Джон Стейнбек - Путешествие с Чарли в поисках Америки
В молодости я хорошо знал Сан-Франциско; будучи начинающим писателем, ютился на его чердаках, в то время как другие подвизались в Париже в качестве пропавшего поколения. В Сан-Франциско я оперился, я лазил по его холмам, спал в его парках, работал в его доках, маршировал и горланил в его бунтарских шеренгах. В какой-то степени он принадлежал мне, пожалуй, не меньше, чем я ему.
В честь меня Сан-Франциско показал себя в тот день во всей красе. Я увидел его через залив, с магистрали, которая, минуя Сосолито, вбегает прямо на мост Золотых ворот. Вечернее солнце позолотило и высветило его, и он стоял передо мной на холмах — величественный град, какой может привидеться только в радужном сне. Город, раскинувшийся на холмах, много выигрывает по сравнению с равнинными городами. Нью-Йорк сам громоздит у себя холмы, вздымая ввысь свои небоскребы, но мой бело-золотой акрополь, поднимающийся волна за волной в голубизну тихоокеанского неба, — это было нечто волшебное, это была писаная картина, на которой изображался средневековый итальянский город, какого и существовать не могло. Я остановился на автомобильной стоянке полюбоваться им и ведущим к нему ожерельем моста над входом в пролив. По зеленым холмам — тем, что повыше, с южной стороны, — влачился вечерний туман, точно отара овец, возвращающихся в овчарни золотого города. Никогда я не видел его таким прекрасным. В детстве всякий раз, как мы собирались в Сан-Франциско, меня так распирало от волнения, что несколько ночей до поездки я не спал. Сан-Франциско навсегда оставляет на тебе свою печать.
Наконец я проехал по огромной арке, подвешенной на тросах, и очутился в так хорошо знакомом мне городе.

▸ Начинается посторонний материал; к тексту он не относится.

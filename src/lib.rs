pub mod math;
pub mod activation;
pub mod network;
pub mod loss;
pub mod optim;
pub mod train;
pub mod data;
pub mod report;
pub mod config;
pub mod error;

// Convenience re-exports
pub use math::matrix::Matrix;
pub use network::{NetworkParams, Topology};
pub use loss::mae::MaeLoss;
pub use optim::sgd::{GradientScale, Sgd};
pub use train::{ErrorHistory, TrainConfig, TrainOutcome, Trainer, TrainerState};
pub use data::{AbaloneFile, DataSource, Dataset, RandomSource};
pub use config::RunConfig;
pub use error::{ConfigError, DataError, Error, ReportError, Result};
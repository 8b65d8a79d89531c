use crate::math::matrix::Matrix;

/// Logistic sigmoid `1 / (1 + e^-v)`.
///
/// For large negative `v`, `exp(-v)` overflows to infinity and the result
/// is exactly 0.0; no guard is needed.
pub fn sigmoid(v: f64) -> f64 {
    1.0 / (1.0 + (-v).exp())
}

/// Sigmoid slope expressed in terms of an already-activated value `a = sigmoid(z)`.
///
/// Callers must pass activations, not pre-activation sums.
pub fn sigmoid_derivative(a: f64) -> f64 {
    a * (1.0 - a)
}

/// Element-wise `sigmoid` over a matrix.
pub fn activate(m: &Matrix) -> Matrix {
    m.map(sigmoid)
}

/// Element-wise `sigmoid_derivative` over a matrix of activations.
pub fn activation_slope(activated: &Matrix) -> Matrix {
    activated.map(sigmoid_derivative)
}

#[cfg(test)]
mod tests {
    use super::*;
    use approx::assert_relative_eq;
    use proptest::prelude::*;

    #[test]
    fn sigmoid_of_zero_is_half() {
        assert_eq!(sigmoid(0.0), 0.5);
    }

    #[test]
    fn saturates_without_nan() {
        assert_eq!(sigmoid(-1000.0), 0.0);
        assert_eq!(sigmoid(1000.0), 1.0);
    }

    #[test]
    fn slope_peaks_at_quarter() {
        assert_eq!(sigmoid_derivative(sigmoid(0.0)), 0.25);
    }

    #[test]
    fn matrix_helpers_keep_shape() {
        let m = Matrix::from_vec(2, 3, &[0.0, 1.0, -1.0, 2.0, -2.0, 0.5]).unwrap();
        let a = activate(&m);
        assert_eq!(a.shape(), (2, 3));
        assert_relative_eq!(a.get(0, 1), 0.7310585786300049);
        assert_eq!(activation_slope(&a).shape(), (2, 3));
    }

    proptest! {
        #[test]
        fn sigmoid_is_increasing(a in -30.0f64..30.0, delta in 0.001f64..5.0) {
            prop_assert!(sigmoid(a + delta) > sigmoid(a));
        }

        #[test]
        fn slope_of_activation_is_bounded(v in -1.0e6f64..1.0e6) {
            let d = sigmoid_derivative(sigmoid(v));
            prop_assert!((0.0..=0.25).contains(&d));
        }
    }
}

Он был все такой же — уверенный в себе, настолько уверенный, что ему ничего не стоило и приласкать человека. Он благоволил ко мне в те дни, когда я был беден, и не возражал против моей временной платежеспособности. Я мог бы оставаться здесь до бесконечности, но мне надо было в Монтерей — отправить оттуда мой избирательный бюллетень.
В дни моей молодости в округе Монтерей, на сто километров южнее Сан-Франциско, все были республиканцами. У нас в семье все тоже были республиканцы. Я, наверно, так и остался бы приверженцем республиканской партии, если бы не уехал оттуда. К демократам меня толкнул президент Гардинг, а президент Гувер утвердил меня там. Я вдаюсь в свою личную политическую историю только потому, что мой опыт в этой области вряд ли уникален.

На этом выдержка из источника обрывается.